Agent de son Parti missionnée pour le séduire, Gloria Vancouver a finalement trahi cette organisation totalitaire, et elle a accompagné Breughel dans sa fuite sans retour, après avoir détourné de l’argent du Parti.

Lorsque le roman s’ouvre, Gloria et Machado ne sont plus là, et dans un cloaque envahi par les blattes, Breughel rumine sur la fin de toute chose, dans l’attente de sa propre décomposition. Rattrapé par Kotter, un tueur envoyé par le Parti pour retrouver les fuyards et l’argent, qui le soumet à un interrogatoire aussi violent qu'absurde, Breughel semble résigné à une fin proche, sans amertume tant elle est attendue.

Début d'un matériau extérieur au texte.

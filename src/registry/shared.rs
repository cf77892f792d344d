// ==========================================
// 参数注册表 - 并发宿主适配
// ==========================================
// 读写锁包装: 写操作（set / reset / load_values）持写锁，查询持读锁
// ==========================================

use crate::domain::value::ParamValue;
use crate::registry::error::{RegistryError, RegistryResult};
use crate::registry::persist::LoadReport;
use crate::registry::reader::ValueSnapshot;
use crate::registry::store::ParameterRegistry;
use serde_json::{Map, Value as JsonValue};
use std::sync::{Arc, RwLock, RwLockReadGuard, RwLockWriteGuard};

#[derive(Debug, Clone)]
pub struct SharedRegistry {
    inner: Arc<RwLock<ParameterRegistry>>,
}

impl SharedRegistry {
    pub fn new(registry: ParameterRegistry) -> Self {
        Self {
            inner: Arc::new(RwLock::new(registry)),
        }
    }

    fn read(&self) -> RegistryResult<RwLockReadGuard<'_, ParameterRegistry>> {
        self.inner
            .read()
            .map_err(|e| RegistryError::LockPoisoned(e.to_string()))
    }

    fn write(&self) -> RegistryResult<RwLockWriteGuard<'_, ParameterRegistry>> {
        self.inner
            .write()
            .map_err(|e| RegistryError::LockPoisoned(e.to_string()))
    }

    /// 在读锁内执行查询
    pub fn with_read<R>(&self, f: impl FnOnce(&ParameterRegistry) -> R) -> RegistryResult<R> {
        Ok(f(&*self.read()?))
    }

    /// 在写锁内执行修改
    pub fn with_write<R>(&self, f: impl FnOnce(&mut ParameterRegistry) -> R) -> RegistryResult<R> {
        Ok(f(&mut *self.write()?))
    }

    pub fn get(&self, key: &str) -> RegistryResult<ParamValue> {
        self.read()?.get(key).cloned()
    }

    pub fn by_group(&self, group: &str) -> RegistryResult<Vec<String>> {
        Ok(self.read()?.by_group(group).to_vec())
    }

    pub fn set(&self, key: &str, value: ParamValue) -> RegistryResult<()> {
        self.write()?.set(key, value)
    }

    pub fn set_from_text(&self, key: &str, text: &str) -> RegistryResult<()> {
        self.write()?.set_from_text(key, text)
    }

    pub fn reset_to_default(&self, key: &str) -> RegistryResult<()> {
        self.write()?.reset_to_default(key)
    }

    pub fn reset_all(&self) -> RegistryResult<()> {
        self.write()?.reset_all();
        Ok(())
    }

    pub fn load_values(&self, map: &Map<String, JsonValue>) -> RegistryResult<LoadReport> {
        Ok(self.write()?.load_values(map))
    }

    /// 当前值的独立快照，不持有锁
    pub fn snapshot(&self) -> RegistryResult<ValueSnapshot> {
        Ok(self.read()?.snapshot())
    }
}

#[cfg(test)]
mod tests {
    use super::*;
    use crate::registry::reader::ParameterReader;
    use std::thread;

    const SCHEMA: &str = "\
key;alias;group;default;unit;description;gui_type;gui_args
n_jobs;;General;1;;;Int;{'min_val': 1, 'max_val': 64}
";

    #[test]
    fn test_concurrent_writes_are_serialized() {
        let shared =
            SharedRegistry::new(ParameterRegistry::from_schema_str(SCHEMA).unwrap());

        let handles: Vec<_> = (1..=8)
            .map(|n| {
                let shared = shared.clone();
                thread::spawn(move || shared.set("n_jobs", ParamValue::Int(n)).unwrap())
            })
            .collect();
        for handle in handles {
            handle.join().unwrap();
        }

        let value = shared.get("n_jobs").unwrap().as_i64().unwrap();
        assert!((1..=8).contains(&value));
        assert!(shared.set("n_jobs", ParamValue::Int(100)).is_err());
        assert_eq!(shared.snapshot().unwrap().get_i64("n_jobs").unwrap(), value);
        assert_eq!(shared.by_group("General").unwrap(), vec!["n_jobs"]);

        shared.reset_all().unwrap();
        assert_eq!(shared.get("n_jobs").unwrap(), ParamValue::Int(1));
    }
}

«La foi en l’avenir était parvenue au dernier degré de sa combustion suicidaire.»

Écrivain vieillissant, dans cette partie de la vie «où déjà tout est recouvert d’une poussière de mort», la seule chose qui semble lui importer, dans ses récits et mensonges à Kotter, reste de protéger Gloria Vancouver. Mais, dans ce livre où rien n’est exempt du doute, cette femme existe-t-elle ou est-elle issue des fictions de Breughel ? Gloria Vancouver est-elle insane, recluse entre les murs d’un asile ou bien déjà morte ?

«Elle existe, elle n’existe pas, c’est une inconnue à cheveux noirs, parfois tu inventes un passé au cours duquel tu as été heureux avec elle, longtemps, pendant une vie entière, et parfois tu ne lui as même pas adressé la parole, elle t’a simplement frôlé, dans des structures clandestines qui se donnaient pour objectif d’exécuter des nettoyeurs ethniques, des vendeurs d’armes, des idéologues de la boucherie, des seigneurs. Bien que souillé pour toujours par la guerre, tu es resté un homme qui rêve sa vie, un habitant de l’imaginaire.»

Dans une ville de Macau en décrépitude, où la cohabitation des deux écritures, portugaise et chinoise, forme un contrepoint aux voix discordantes de Kotter et Breughel qui s’expriment successivement sous des formes diverses, récit, rêve ou monologue, «Le port intérieur», huitième roman d’Antoine Volodine (Éditions de Minuit, 1996) prend la forme d’un millefeuille de la parole, d’une théâtre d’ombres où chaque chapitre apporte une nouvelle couche de sens, une nouvelle parole qui échappe sans cesse à la volonté de domination et d’appropriation de l’interrogateur.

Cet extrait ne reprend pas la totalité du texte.